Inseguendo la profezia di Fermi

Era l’ultimo incontro. Di corsa verso Varenna, sul Lago di Como, il professore vuole ancora un consiglio dal maestro, premio Nobel. I fili della storia e dei reciproci destini si sarebbero annodati di nuovo.
Estate 1954. Il professore si chiama Marcello Conversi e insegna fisica all’Università di Pisa. Il premio Nobel è Enrico Fermi. A unirli è una domanda apparentemente bizzarra. Qual è il modo migliore di spendere 150 milioni di lire?
Oltre che brillante, Conversi, destinato a dirigere il progetto per la realizzazione del Centro di calcolo elettronico CSCE, è fortunato. Ha a disposizione una cifra notevole, che all’inizio del XXI secolo equivale a oltre 2 milioni di euro, e di fronte un personaggio – Fermi – che lo fissa con la preveggenza dell’oracolo. È lui che gli ha spiegato i principi della fisica negli anni Trenta, prima di rifugiarsi negli Stati Uniti, e l’ha accolto nella sua casa di Chicago nel 1947, come ricercatore fellow. Conversi si è lasciato catturare da quell’intelligenza che i testimoni hanno definito cristallina, capace di attrarre a sé i problemi come un campo gravitazionale fa con la luce e di deviarne gli enigmi verso soluzioni eleganti. Anche adesso, nel 1954, alla Scuola internazionale di fisica, fondata da Giovanni Polvani l’anno precedente (diventerà presidente del CNR nel decennio successivo, tra il 1960 e il 1965), la sensazione è quella di trovarsi a un passo da un’altra emozionante rivelazione.

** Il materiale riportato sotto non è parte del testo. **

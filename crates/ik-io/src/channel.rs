//! Channel receivers as sequences.
//!
//! Each element is one received message. The drive ends when every sender is
//! gone, or when the consumer stops; the receiver is dropped either way, so
//! senders observe the disconnect.

use std::sync::mpsc;

use ik_core::Seq;

use crate::guard::ReleaseGuard;

/// Blocking receive half of a channel.
pub trait Recv {
    type Item;

    /// Block for the next message. `None` once all senders are dropped.
    fn recv_next(&mut self) -> Option<Self::Item>;
}

impl<T> Recv for mpsc::Receiver<T> {
    type Item = T;

    fn recv_next(&mut self) -> Option<T> {
        self.recv().ok()
    }
}

/// Must not be driven from inside an async runtime context; `blocking_recv`
/// panics there.
#[cfg(feature = "tokio")]
impl<T> Recv for tokio::sync::mpsc::Receiver<T> {
    type Item = T;

    fn recv_next(&mut self) -> Option<T> {
        self.blocking_recv()
    }
}

#[cfg(feature = "tokio")]
impl<T> Recv for tokio::sync::mpsc::UnboundedReceiver<T> {
    type Item = T;

    fn recv_next(&mut self) -> Option<T> {
        self.blocking_recv()
    }
}

pub struct Channel<R> {
    rx: R,
}

/// Messages received on `rx`, in arrival order.
pub fn channel<R: Recv>(rx: R) -> Channel<R> {
    Channel { rx }
}

impl<R: Recv> Seq for Channel<R> {
    type Item = R::Item;

    fn drive<F>(self, mut sink: F)
    where
        F: FnMut(Self::Item) -> bool,
    {
        let mut rx = ReleaseGuard::new(self.rx, "channel");
        while let Some(msg) = rx.recv_next() {
            rx.record_yield();
            if !sink(msg) {
                return;
            }
        }
    }
}
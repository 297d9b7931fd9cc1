//! The [`Seq`] trait and in-memory sources.
//!
//! A drive is nested function calls: the terminal operation supplies the
//! innermost consumer, every combinator layer wraps it in its own closure and
//! hands that closure to the sequence it wraps. Nothing is pulled ahead of the
//! element currently being presented.

use std::cmp::Ordering;
use std::hash::Hash;

use crate::buffered::{Append, Chain, Chunks, ChunksRef, Prepend, Sorted, SortedBy, Tee};
use crate::error::Result;
use crate::ordering::{self, Monotonicity, Unique};
use crate::pair::Paired;
use crate::search;
use crate::stateless::{Enumerate, Filter, Map, Skip, Take, TakeUntil};

/// A source of elements that can drive a consumer.
///
/// Invariants every implementation upholds:
/// - elements are presented in source order;
/// - after the consumer returns `false`, it is not called again;
/// - the source is not read before `drive` is called.
pub trait Seq: Sized {
    type Item;

    /// Drive `sink` over the elements until they run out or `sink` returns `false`.
    fn drive<F>(self, sink: F)
    where
        F: FnMut(Self::Item) -> bool;

    // ----- stateless combinators -----

    /// Transform every element with `f`.
    fn map<U, F>(self, f: F) -> Map<Self, F>
    where
        F: FnMut(Self::Item) -> U,
    {
        Map::new(self, f)
    }

    /// Forward only the elements for which `pred` holds.
    fn filter<P>(self, pred: P) -> Filter<Self, P>
    where
        P: FnMut(&Self::Item) -> bool,
    {
        Filter::new(self, pred)
    }

    /// Forward the first `n` elements.
    ///
    /// The element after the `n`-th is still pulled from the source to decide
    /// to stop; it is never forwarded.
    fn take(self, n: usize) -> Take<Self> {
        Take::new(self, n)
    }

    /// Swallow the first `n` elements and forward the rest.
    fn skip(self, n: usize) -> Skip<Self> {
        Skip::new(self, n)
    }

    /// Forward elements up to and including the first one matching `pred`.
    fn take_until<P>(self, pred: P) -> TakeUntil<Self, P>
    where
        P: FnMut(&Self::Item) -> bool,
    {
        TakeUntil::new(self, pred)
    }

    /// Pair every element with its zero-based position.
    fn enumerate(self) -> Enumerate<Self> {
        Enumerate::new(self)
    }

    // ----- buffering combinators -----

    /// Group elements into owned chunks of `size`; the last chunk may be shorter.
    ///
    /// # Panics
    /// If `size` is zero.
    fn chunks(self, size: usize) -> Chunks<Self> {
        Chunks::new(self, size)
    }

    /// Like [`Seq::chunks`], but reports a zero `size` as an error.
    fn try_chunks(self, size: usize) -> Result<Chunks<Self>> {
        Chunks::try_new(self, size)
    }

    /// Group elements into chunks of `size` lent out of one reused buffer.
    ///
    /// # Panics
    /// If `size` is zero.
    fn chunks_ref(self, size: usize) -> ChunksRef<Self> {
        ChunksRef::new(self, size)
    }

    /// Like [`Seq::chunks_ref`], but reports a zero `size` as an error.
    fn try_chunks_ref(self, size: usize) -> Result<ChunksRef<Self>> {
        ChunksRef::try_new(self, size)
    }

    /// Yield `value` before the elements of `self`.
    fn prepend(self, value: Self::Item) -> Prepend<Self> {
        Prepend::new(value, self)
    }

    /// Yield `value` after the elements of `self`, unless the drive stopped early.
    fn append(self, value: Self::Item) -> Append<Self> {
        Append::new(value, self)
    }

    /// Yield the elements of `self`, then those of `other`, unless the drive stopped early.
    fn chain<S>(self, other: S) -> Chain<Self, S>
    where
        S: Seq<Item = Self::Item>,
    {
        Chain::new(self, other)
    }

    /// Drive `side` alongside the downstream consumer.
    ///
    /// The source keeps going until *both* consumers have asked to stop.
    fn tee<C>(self, side: C) -> Tee<Self, C>
    where
        C: FnMut(&Self::Item) -> bool,
    {
        Tee::new(self, side)
    }

    /// Materialize and sort by the natural order on first drive.
    fn sorted(self) -> Sorted<Self>
    where
        Self::Item: Ord,
    {
        Sorted::new(self)
    }

    /// Materialize and sort by `cmp` on first drive. The sort is stable.
    fn sorted_by<F>(self, cmp: F) -> SortedBy<Self, F>
    where
        F: FnMut(&Self::Item, &Self::Item) -> Ordering,
    {
        SortedBy::new(self, cmp)
    }

    // ----- ordering and membership -----

    /// Forward each distinct element once, in first-occurrence order.
    fn unique(self) -> Unique<Self>
    where
        Self::Item: Eq + Hash + Clone,
    {
        Unique::new(self)
    }

    /// Classify the sequence under its natural order.
    fn is_sorted(self) -> Monotonicity
    where
        Self::Item: Ord,
    {
        ordering::classify(self, |a, b| a.cmp(b))
    }

    /// Classify the sequence as ascending, descending or unsorted under `cmp`.
    fn is_sorted_by<F>(self, cmp: F) -> Monotonicity
    where
        F: FnMut(&Self::Item, &Self::Item) -> Ordering,
    {
        ordering::classify(self, cmp)
    }

    // ----- search folds -----

    /// First element matching `pred`; stops the source on the match.
    fn first<P>(self, pred: P) -> Option<Self::Item>
    where
        P: FnMut(&Self::Item) -> bool,
    {
        search::first(self, pred)
    }

    /// Smallest element; ties keep the earliest.
    fn min(self) -> Option<Self::Item>
    where
        Self::Item: PartialOrd,
    {
        search::min_by(self, |a, b| a.partial_cmp(b).unwrap_or(Ordering::Equal))
    }

    /// Largest element; ties keep the earliest.
    fn max(self) -> Option<Self::Item>
    where
        Self::Item: PartialOrd,
    {
        search::max_by(self, |a, b| a.partial_cmp(b).unwrap_or(Ordering::Equal))
    }

    fn min_by<F>(self, cmp: F) -> Option<Self::Item>
    where
        F: FnMut(&Self::Item, &Self::Item) -> Ordering,
    {
        search::min_by(self, cmp)
    }

    fn max_by<F>(self, cmp: F) -> Option<Self::Item>
    where
        F: FnMut(&Self::Item, &Self::Item) -> Ordering,
    {
        search::max_by(self, cmp)
    }

    // ----- pairs -----

    /// Turn a sequence of tuples into a sequence of [`Pair`](crate::Pair)s.
    fn paired<K, V>(self) -> Paired<Self>
    where
        Self: Seq<Item = (K, V)>,
    {
        Paired::new(self)
    }

    // ----- terminal operations -----

    /// Visit every element.
    fn for_each<F>(self, mut f: F)
    where
        F: FnMut(Self::Item),
    {
        self.drive(|item| {
            f(item);
            true
        });
    }

    /// Fold every element into an accumulator, starting from `init`.
    ///
    /// `f` receives the element first and the accumulator second.
    fn reduce<U, F>(self, init: U, mut f: F) -> U
    where
        F: FnMut(Self::Item, U) -> U,
    {
        // `acc` is `None` only while `f` runs. A panic in `f` unwinds out of
        // `drive`, so the `expect` is reached only with `acc` restored.
        let mut acc = Some(init);
        self.drive(|item| {
            acc = acc.take().map(|a| f(item, a));
            true
        });
        acc.expect("accumulator is restored after every element")
    }

    /// Collect every element into a `Vec`, in order.
    fn collect(self) -> Vec<Self::Item> {
        self.reduce(Vec::new(), |item, mut out| {
            out.push(item);
            out
        })
    }

    /// Extend `target` with every element.
    fn collect_into<C>(self, target: &mut C)
    where
        C: Extend<Self::Item>,
    {
        self.for_each(|item| target.extend(Some(item)));
    }

    fn count(self) -> usize {
        self.reduce(0, |_, n| n + 1)
    }
}

/// Sequence over anything iterable.
///
/// Restartable whenever the wrapped iterable is `Clone`.
#[derive(Debug, Clone)]
pub struct Values<I> {
    iter: I,
}

/// Sequence over the items of `iter`.
pub fn values<I: IntoIterator>(iter: I) -> Values<I> {
    Values { iter }
}

/// Sequence of references into `slice`, for elements too large to copy.
pub fn slice_ref<T>(slice: &[T]) -> Values<std::slice::Iter<'_, T>> {
    values(slice.iter())
}

/// Sequence of exactly one element.
pub fn once<T>(value: T) -> Values<Option<T>> {
    values(Some(value))
}

/// Sequence with no elements.
pub fn empty<T>() -> Values<Option<T>> {
    values(None)
}

impl<I: IntoIterator> Seq for Values<I> {
    type Item = I::Item;

    fn drive<F>(self, mut sink: F)
    where
        F: FnMut(Self::Item) -> bool,
    {
        for item in self.iter {
            if !sink(item) {
                return;
            }
        }
    }
}

/// Generator source: calls a closure until it returns `None`.
#[derive(Clone)]
pub struct FromFn<F>(F);

pub fn from_fn<T, F>(f: F) -> FromFn<F>
where
    F: FnMut() -> Option<T>,
{
    FromFn(f)
}

impl<T, F> Seq for FromFn<F>
where
    F: FnMut() -> Option<T>,
{
    type Item = T;

    fn drive<G>(self, mut sink: G)
    where
        G: FnMut(T) -> bool,
    {
        let FromFn(mut next) = self;
        while let Some(item) = next() {
            if !sink(item) {
                return;
            }
        }
    }
}

#[cfg(test)]
mod tests {
    use std::cell::Cell;

    use super::*;

    #[test]
    fn values_drive_in_order() {
        assert_eq!(values(vec![3, 1, 2]).collect(), vec![3, 1, 2]);
    }

    #[test]
    fn values_stop_after_false() {
        let mut seen = Vec::new();
        values(1..=10).drive(|x| {
            seen.push(x);
            x < 3
        });
        assert_eq!(seen, vec![1, 2, 3]);
    }

    #[test]
    fn values_over_vec_are_restartable() {
        let s = values(vec![1, 2, 3]);
        assert_eq!(s.clone().collect(), vec![1, 2, 3]);
        assert_eq!(s.collect(), vec![1, 2, 3]);
    }

    #[test]
    fn slice_ref_yields_references() {
        let data = vec![String::from("a"), String::from("b")];
        let refs = slice_ref(&data).collect();
        assert!(std::ptr::eq(refs[0], &data[0]));
        assert!(std::ptr::eq(refs[1], &data[1]));
    }

    #[test]
    fn from_fn_is_lazy_until_driven() {
        let pulls = Cell::new(0);
        let s = from_fn(|| {
            pulls.set(pulls.get() + 1);
            (pulls.get() <= 3).then(|| pulls.get())
        })
        .map(|x| x * 10)
        .filter(|x| *x > 0);
        assert_eq!(pulls.get(), 0);
        assert_eq!(s.collect(), vec![10, 20, 30]);
        // three items plus the exhausting call
        assert_eq!(pulls.get(), 4);
    }

    #[test]
    fn reduce_passes_element_then_accumulator() {
        let joined = values(["a", "b", "c"]).reduce(String::new(), |item, mut acc| {
            acc.push_str(item);
            acc
        });
        assert_eq!(joined, "abc");
    }

    #[test]
    fn reduce_panic_in_fold_surfaces_unchanged() {
        let result = std::panic::catch_unwind(|| {
            values(1..=3).reduce(0, |x, acc| {
                if x == 2 {
                    panic!("fold failed at {x}");
                }
                acc + x
            })
        });
        let payload = result.unwrap_err();
        assert_eq!(
            payload.downcast_ref::<String>().map(String::as_str),
            Some("fold failed at 2")
        );
    }

    #[test]
    fn reduce_of_empty_returns_init() {
        assert_eq!(empty::<i32>().reduce(7, |x, acc| x + acc), 7);
    }

    #[test]
    fn count_and_collect_into() {
        assert_eq!(values(0..5).count(), 5);
        let mut out = vec![-1];
        values(0..3).collect_into(&mut out);
        assert_eq!(out, vec![-1, 0, 1, 2]);
    }

    #[test]
    fn once_and_empty() {
        assert_eq!(once(9).collect(), vec![9]);
        assert!(empty::<u8>().collect().is_empty());
    }
}
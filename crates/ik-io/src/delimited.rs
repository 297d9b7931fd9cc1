//! Delimited-text records as a sequence.

use std::io::{BufReader, Read};

use ik_core::Seq;

use crate::config::CsvConfig;
use crate::error::{Error, Result};
use crate::guard::ReleaseGuard;

/// Sequence of CSV records read from an owned reader.
///
/// Nothing is read until the first drive. The reader is dropped when the
/// drive ends, however it ends.
///
/// Record-level failures (e.g. a record with the wrong number of fields) are
/// forwarded as `Err` elements and reading continues with the next record.
/// An I/O failure is forwarded and ends the drive.
pub struct Csv<R> {
    reader: R,
    config: CsvConfig,
}

/// Records of `reader` under the default config (comma, no header row).
pub fn csv<R: Read>(reader: R) -> Csv<R> {
    Csv {
        reader,
        config: CsvConfig::default(),
    }
}

impl<R: Read> Csv<R> {
    pub fn with_config(reader: R, config: CsvConfig) -> Result<Self> {
        config.validate()?;
        Ok(Self { reader, config })
    }

    pub fn config(&self) -> &CsvConfig {
        &self.config
    }
}

impl<R: Read> Seq for Csv<R> {
    type Item = Result<Vec<String>>;

    fn drive<F>(self, mut sink: F)
    where
        F: FnMut(Self::Item) -> bool,
    {
        let Csv { reader, config } = self;
        let buffered = BufReader::with_capacity(config.buffer_capacity, reader);
        let mut records = ReleaseGuard::new(config.reader_builder().from_reader(buffered), "csv");
        let mut record = ::csv::StringRecord::new();

        loop {
            match records.read_record(&mut record) {
                Ok(false) => return,
                Ok(true) => {
                    records.record_yield();
                    let fields = record.iter().map(str::to_owned).collect();
                    if !sink(Ok(fields)) {
                        return;
                    }
                }
                Err(e) => {
                    let fatal = e.is_io_error();
                    #[cfg(feature = "tracing")]
                    tracing::warn!(error = %e, fatal, "csv record failed");
                    if !sink(Err(Error::from(e))) || fatal {
                        return;
                    }
                }
            }
        }
    }
}
#![forbid(unsafe_code)]
//! ik-io: sequences backed by external resources.
//!
//! Every adapter here owns its resource (a reader, a cursor, a receiver) and
//! opens nothing until driven. The resource lives inside a [`ReleaseGuard`]
//! for the length of the drive and is released exactly once when the drive
//! ends: at exhaustion, on a consumer stop, after a forwarded error, or while
//! a panic unwinds. Failures reach the consumer as `Err` elements; end of
//! input is never an error.

pub mod channel;
pub mod config;
pub mod delimited;
pub mod elide;
pub mod error;
pub mod guard;
pub mod json;
pub mod rows;

pub use channel::{channel, Channel, Recv};
pub use config::{CsvConfig, JsonConfig, DEFAULT_BUFFER_CAPACITY};
pub use delimited::{csv, Csv};
pub use elide::{Elide, ElideExt};
pub use error::{Error, Result};
pub use guard::ReleaseGuard;
pub use json::{json, json_values, Json, JsonValues, Token};
pub use rows::{
    rows, CloseCount, FromRow, FromValue, MemoryCursor, Row, RowCursor, Rows, Value,
};
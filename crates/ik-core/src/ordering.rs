//! Duplicate elimination and monotonicity classification.

use std::cmp::Ordering;
use std::collections::HashSet;
use std::hash::Hash;

use serde::{Deserialize, Serialize};

use crate::seq::Seq;

/// Forwards each distinct element the first time it is seen.
///
/// The seen-set lives for one drive and grows with every distinct element.
/// Duplicates are answered with "continue" without asking downstream.
#[derive(Clone)]
pub struct Unique<S> {
    seq: S,
}

impl<S> Unique<S> {
    pub(crate) fn new(seq: S) -> Self {
        Self { seq }
    }
}

impl<S> Seq for Unique<S>
where
    S: Seq,
    S::Item: Eq + Hash + Clone,
{
    type Item = S::Item;

    fn drive<G>(self, mut sink: G)
    where
        G: FnMut(S::Item) -> bool,
    {
        let mut seen = HashSet::new();
        self.seq.drive(move |item| {
            if seen.contains(&item) {
                return true;
            }
            seen.insert(item.clone());
            sink(item)
        });
    }
}

/// Verdict of a one-pass order check.
///
/// The discriminants are the numeric verdicts: `1` ascending, `-1`
/// descending, `0` not monotonic.
#[derive(Debug, Clone, Copy, PartialEq, Eq, Hash, Serialize, Deserialize)]
#[repr(i8)]
pub enum Monotonicity {
    Descending = -1,
    Unsorted = 0,
    Ascending = 1,
}

impl Monotonicity {
    pub fn sign(self) -> i32 {
        self as i32
    }

    pub fn is_sorted(self) -> bool {
        self != Monotonicity::Unsorted
    }
}

impl From<Ordering> for Monotonicity {
    /// Maps the sign of `cmp(next, previous)`.
    fn from(sign: Ordering) -> Self {
        match sign {
            Ordering::Greater => Monotonicity::Ascending,
            Ordering::Equal => Monotonicity::Unsorted,
            Ordering::Less => Monotonicity::Descending,
        }
    }
}

/// One-pass classification with early exit on the first contradiction.
///
/// The first comparison (of the second element against the first) fixes the
/// sign; every later comparison must repeat it exactly. An `Equal` first
/// comparison is fixed like any other sign, so equal neighbours followed by a
/// strict step classify as unsorted, and an all-equal run reports the fixed
/// `Equal` sign, i.e. [`Monotonicity::Unsorted`]. Fewer than two elements
/// classify as ascending.
pub(crate) fn classify<S, F>(seq: S, mut cmp: F) -> Monotonicity
where
    S: Seq,
    F: FnMut(&S::Item, &S::Item) -> Ordering,
{
    let mut prev: Option<S::Item> = None;
    let mut sign: Option<Ordering> = None;
    let mut contradicted = false;

    seq.drive(|item| {
        let Some(last) = prev.take() else {
            prev = Some(item);
            return true;
        };
        let step = cmp(&item, &last);
        match sign {
            None => sign = Some(step),
            Some(fixed) if fixed != step => {
                contradicted = true;
                return false;
            }
            Some(_) => {}
        }
        prev = Some(item);
        true
    });

    if contradicted {
        return Monotonicity::Unsorted;
    }
    sign.map_or(Monotonicity::Ascending, Monotonicity::from)
}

«Costruite una calcolatrice elettronica» è il responso, a sorpresa, di Fermi rivolto a Conversi e ad altri due pesi massimi della fisica, Gilberto Bernardini e Giorgio Salvini. E la scelta del verbo è importante: «costruite», non «acquistate». Il messaggio è una scossa per il mondo accademico italiano, convinto che le calcolatrici siano un business da lasciare alle aziende, invece che un’opportunità per fare scienza ai massimi livelli. Prima di avere tra le mani la nuova macchina, con cui addentrarsi in calcoli che carta, matita e regolo faticano a gestire, è essenziale – ammonisce il Nobel – affrontare le questioni necessarie per realizzarla. Teoriche e pratiche. Il suggerimento di Fermi è mettere al lavoro una squadra composita, di fisici, ingegneri e matematici. È il concetto di team – destinato a diventare onnipresente nel XXI secolo –, ed è lo stesso che aveva ispirato il suo lavoro a Roma, in via Panisperna, e poi negli Stati Uniti, con la pila atomica e il Progetto Manhattan per la realizzazione della bomba atomica.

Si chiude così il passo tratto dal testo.